:: What is being asked ::
Please restate, exactly as written, the lines running from the beginning of the material through the line that has "use reqwest::Client;" in it.

---------- Records for the exercise ----------

//! HTTP feed client for the HERE Traffic API v7.
//!
//! Fetches flow and incident records for a bounding region using a pooled
//! client with a bounded timeout. The pipeline treats an empty batch as
//! valid input, so the `*_or_empty` wrappers log a failed fetch and hand
//! back an empty record set instead of an error. No retry logic lives here.
//!
//! Payload decoding goes through an explicit schema: every field the feed
//! may omit is optional, with its default applied in one place during
//! conversion to [`RawRecord`].

use std::time::Duration;

use chrono::{DateTime, Utc};
use log::{info, warn};
use reqwest::Client;
use serde::{Deserialize, Serialize};
use thiserror::Error;

use crate::{
    Criticality, FlowConditions, GeoPoint, IncidentInfo, RawRecord, RecordDetails,
};

const BASE_URL: &str = "https://data.traffic.hereapi.com/v7";
const REQUEST_TIMEOUT: Duration = Duration::from_secs(30);

const UNKNOWN_LOCATION: &str = "Unknown Location";

/// Fetch region, serialized as `west,south,east,north` for the feed's
/// `in=bbox:` parameter.
#[derive(Debug, Clone, Copy, PartialEq, Serialize, Deserialize)]
pub struct BoundingBox {
    pub west: f64,
    pub south: f64,
    pub east: f64,
    pub north: f64,
}

impl BoundingBox {
    pub fn new(west: f64, south: f64, east: f64, north: f64) -> Self {
        Self { west, south, east, north }
    }

    /// Coordinate list in the feed's bbox order.
    pub fn to_query(&self) -> String {
        format!("{},{},{},{}", self.west, self.south, self.east, self.north)
    }
}

/// Why a feed request failed.
#[derive(Debug, Error)]
pub enum FetchError {
    #[error("http request failed: {0}")]
    Http(#[from] reqwest::Error),
    #[error("feed returned status {0}")]
    Status(reqwest::StatusCode),
    #[error("failed to decode feed payload: {0}")]
    Decode(#[from] serde_json::Error),
}

/// Client for the HERE traffic endpoints.
pub struct HereClient {
    client: Client,
    api_key: String,
}

impl HereClient {
    /// Create a client with connection pooling and a bounded timeout.
    pub fn new(api_key: impl Into<String>) -> Result<Self, FetchError> {
        let client = Client::builder()
            .timeout(REQUEST_TIMEOUT)
            .pool_idle_timeout(Duration::from_secs(60))
            .build()?;
        Ok(Self {
            client,
            api_key: api_key.into(),
        })
    }

    /// Fetch flow records for a region.
    pub async fn fetch_flow(&self, region: &BoundingBox) -> Result<Vec<RawRecord>, FetchError> {
        let payload: FlowResponse = self.get_json("flow", region).await?;
        let records = flow_records(payload);
        info!("fetched {} flow records", records.len());
        Ok(records)
    }

    /// Fetch incident records for a region.
    pub async fn fetch_incidents(
        &self,
        region: &BoundingBox,
    ) -> Result<Vec<RawRecord>, FetchError> {
        let payload: IncidentResponse = self.get_json("incidents", region).await?;
        let records = incident_records(payload);
        info!("fetched {} incident records", records.len());
        Ok(records)
    }

    /// Like [`fetch_flow`](Self::fetch_flow), but a failure logs and yields
    /// an empty batch, which the pipeline serves as placeholders.
    pub async fn fetch_flow_or_empty(&self, region: &BoundingBox) -> Vec<RawRecord> {
        match self.fetch_flow(region).await {
            Ok(records) => records,
            Err(err) => {
                warn!("flow fetch failed: {err}");
                Vec::new()
            }
        }
    }

    /// Like [`fetch_incidents`](Self::fetch_incidents), with the same
    /// empty-batch fallback.
    pub async fn fetch_incidents_or_empty(&self, region: &BoundingBox) -> Vec<RawRecord> {
        match self.fetch_incidents(region).await {
            Ok(records) => records,
            Err(err) => {
                warn!("incident fetch failed: {err}");
                Vec::new()
            }
        }
    }

    async fn get_json<T: serde::de::DeserializeOwned>(
        &self,
        endpoint: &str,
        region: &BoundingBox,
    ) -> Result<T, FetchError> {
        let url = format!("{BASE_URL}/{endpoint}");
        let bbox = format!("bbox:{}", region.to_query());

        let response = self
            .client
            .get(&url)
            .query(&[
                ("apiKey", self.api_key.as_str()),
                ("in", bbox.as_str()),
                ("locationReferencing", "shape"),
            ])
            .send()
            .await?;

        let status = response.status();
        if !status.is_success() {
            return Err(FetchError::Status(status));
        }

        let bytes = response.bytes().await?;
        Ok(serde_json::from_slice(&bytes)?)
    }
}

// ============================================================================
// Feed payload schema
// ============================================================================

#[derive(Debug, Deserialize)]
#[serde(rename_all = "camelCase")]
struct FlowResponse {
    source_updated: Option<String>,
    #[serde(default)]
    results: Vec<FlowResult>,
}

#[derive(Debug, Deserialize)]
#[serde(rename_all = "camelCase")]
struct FlowResult {
    location: Option<ApiLocation>,
    current_flow: Option<ApiCurrentFlow>,
}

#[derive(Debug, Default, Deserialize)]
#[serde(rename_all = "camelCase")]
struct ApiLocation {
    description: Option<String>,
    shape: Option<ApiShape>,
}

#[derive(Debug, Default, Deserialize)]
struct ApiShape {
    #[serde(default)]
    links: Vec<ApiLink>,
}

#[derive(Debug, Deserialize)]
struct ApiLink {
    #[serde(default)]
    points: Vec<ApiPoint>,
}

#[derive(Debug, Clone, Copy, Deserialize)]
struct ApiPoint {
    lat: f64,
    lng: f64,
}

#[derive(Debug, Default, Deserialize)]
#[serde(rename_all = "camelCase")]
struct ApiCurrentFlow {
    #[serde(default)]
    speed: f64,
    #[serde(default)]
    free_flow: f64,
    #[serde(default)]
    jam_factor: f64,
}

#[derive(Debug, Deserialize)]
#[serde(rename_all = "camelCase")]
struct IncidentResponse {
    source_updated: Option<String>,
    #[serde(default)]
    results: Vec<IncidentResult>,
}

#[derive(Debug, Deserialize)]
#[serde(rename_all = "camelCase")]
struct IncidentResult {
    location: Option<ApiLocation>,
    incident_details: Option<ApiIncidentDetails>,
}

#[derive(Debug, Default, Deserialize)]
#[serde(rename_all = "camelCase")]
struct ApiIncidentDetails {
    description: Option<ApiText>,
    criticality: Option<String>,
    #[serde(rename = "type")]
    incident_type: Option<String>,
    start_time: Option<String>,
    end_time: Option<String>,
    #[serde(default)]
    road_closed: bool,
}

#[derive(Debug, Default, Deserialize)]
struct ApiText {
    value: Option<String>,
}

// ============================================================================
// Conversion to records
// ============================================================================

/// First point of the location's first shape link, or (0, 0) when the feed
/// sent no shape.
fn first_position(location: &ApiLocation) -> GeoPoint {
    location
        .shape
        .as_ref()
        .and_then(|shape| shape.links.first())
        .and_then(|link| link.points.first())
        .map_or(GeoPoint::new(0.0, 0.0), |p| GeoPoint::new(p.lat, p.lng))
}

fn parse_time(value: Option<&str>) -> Option<DateTime<Utc>> {
    value
        .and_then(|s| DateTime::parse_from_rfc3339(s).ok())
        .map(|t| t.with_timezone(&Utc))
}

fn flow_records(payload: FlowResponse) -> Vec<RawRecord> {
    let source_updated = parse_time(payload.source_updated.as_deref());

    payload
        .results
        .into_iter()
        .map(|result| {
            let location = result.location.unwrap_or_default();
            let flow = result.current_flow.unwrap_or_default();
            RawRecord {
                description: location
                    .description
                    .clone()
                    .unwrap_or_else(|| UNKNOWN_LOCATION.to_string()),
                position: first_position(&location),
                details: RecordDetails::Flow(FlowConditions {
                    speed: flow.speed,
                    free_flow_speed: flow.free_flow,
                    jam_factor: flow.jam_factor,
                }),
                source_updated,
            }
        })
        .collect()
}

fn incident_records(payload: IncidentResponse) -> Vec<RawRecord> {
    let source_updated = parse_time(payload.source_updated.as_deref());

    payload
        .results
        .into_iter()
        .map(|result| {
            let location = result.location.unwrap_or_default();
            let details = result.incident_details.unwrap_or_default();

            let description = details
                .description
                .and_then(|text| text.value)
                .or_else(|| location.description.clone())
                .unwrap_or_else(|| UNKNOWN_LOCATION.to_string());

            RawRecord {
                description,
                position: first_position(&location),
                details: RecordDetails::Incident(IncidentInfo {
                    criticality: details
                        .criticality
                        .as_deref()
                        .and_then(Criticality::from_label),
                    incident_type: details.incident_type.unwrap_or_default(),
                    start_time: parse_time(details.start_time.as_deref()),
                    end_time: parse_time(details.end_time.as_deref()),
                    road_closed: details.road_closed,
                }),
                source_updated,
            }
        })
        .collect()
}

// ============================================================================
// Tests
// ============================================================================

#[cfg(test)]
mod tests {
    use super::*;

    #[test]
    fn test_bounding_box_query_format() {
        let bbox = BoundingBox::new(13.08836, 52.33812, 13.761, 52.6755);
        assert_eq!(bbox.to_query(), "13.08836,52.33812,13.761,52.6755");
    }

    #[test]
    fn test_decode_flow_payload() {
        let json = r#"{
            "sourceUpdated": "2024-05-01T11:58:00Z",
            "results": [
                {
                    "location": {
                        "description": "Kurfürstendamm",
                        "shape": {
                            "links": [
                                { "points": [ { "lat": 52.5033, "lng": 13.3305 } ] }
                            ]
                        }
                    },
                    "currentFlow": { "speed": 12.4, "freeFlow": 13.9, "jamFactor": 2.2 }
                },
                {
                    "location": {},
                    "currentFlow": {}
                }
            ]
        }"#;
        let payload: FlowResponse = serde_json::from_str(json).unwrap();
        let records = flow_records(payload);
        assert_eq!(records.len(), 2);

        assert_eq!(records[0].description, "Kurfürstendamm");
        assert_eq!(records[0].position, GeoPoint::new(52.5033, 13.3305));
        assert!(records[0].source_updated.is_some());
        match &records[0].details {
            RecordDetails::Flow(flow) => {
                assert_eq!(flow.speed, 12.4);
                assert_eq!(flow.free_flow_speed, 13.9);
                assert_eq!(flow.jam_factor, 2.2);
            }
            other => panic!("expected flow details, got {other:?}"),
        }

        // Missing fields fall back to their documented defaults.
        assert_eq!(records[1].description, UNKNOWN_LOCATION);
        assert_eq!(records[1].position, GeoPoint::new(0.0, 0.0));
        match &records[1].details {
            RecordDetails::Flow(flow) => assert_eq!(flow.jam_factor, 0.0),
            other => panic!("expected flow details, got {other:?}"),
        }
    }

    #[test]
    fn test_decode_incident_payload() {
        let json = r#"{
            "results": [
                {
                    "location": {
                        "shape": {
                            "links": [
                                { "points": [ { "lat": 52.52, "lng": 13.405 } ] }
                            ]
                        }
                    },
                    "incidentDetails": {
                        "description": { "value": "Accident on A100" },
                        "criticality": "major",
                        "type": "accident",
                        "startTime": "2024-05-01T08:00:00Z",
                        "endTime": "2024-05-01T14:00:00Z",
                        "roadClosed": true
                    }
                },
                {
                    "incidentDetails": {
                        "criticality": "severe gridlock"
                    }
                }
            ]
        }"#;
        let payload: IncidentResponse = serde_json::from_str(json).unwrap();
        let records = incident_records(payload);
        assert_eq!(records.len(), 2);

        assert_eq!(records[0].description, "Accident on A100");
        assert_eq!(records[0].position, GeoPoint::new(52.52, 13.405));
        match &records[0].details {
            RecordDetails::Incident(info) => {
                assert_eq!(info.criticality, Some(Criticality::Major));
                assert_eq!(info.incident_type, "accident");
                assert!(info.start_time.is_some());
                assert!(info.end_time.is_some());
                assert!(info.road_closed);
            }
            other => panic!("expected incident details, got {other:?}"),
        }

        // Unknown labels parse to None rather than failing the record.
        match &records[1].details {
            RecordDetails::Incident(info) => {
                assert_eq!(info.criticality, None);
                assert!(!info.road_closed);
                assert!(info.start_time.is_none());
            }
            other => panic!("expected incident details, got {other:?}"),
        }
        assert_eq!(records[1].description, UNKNOWN_LOCATION);
    }

    #[test]
    fn test_parse_time_rejects_garbage() {
        assert!(parse_time(Some("2024-05-01T08:00:00Z")).is_some());
        assert!(parse_time(Some("not a timestamp")).is_none());
        assert!(parse_time(None).is_none());
    }
}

----------

:: Response for this exercise ::
//! HTTP feed client for the HERE Traffic API v7.
//!
//! Fetches flow and incident records for a bounding region using a pooled
//! client with a bounded timeout. The pipeline treats an empty batch as
//! valid input, so the `*_or_empty` wrappers log a failed fetch and hand
//! back an empty record set instead of an error. No retry logic lives here.
//!
//! Payload decoding goes through an explicit schema: every field the feed
//! may omit is optional, with its default applied in one place during
//! conversion to [`RawRecord`].

use std::time::Duration;

use chrono::{DateTime, Utc};
use log::{info, warn};
use reqwest::Client;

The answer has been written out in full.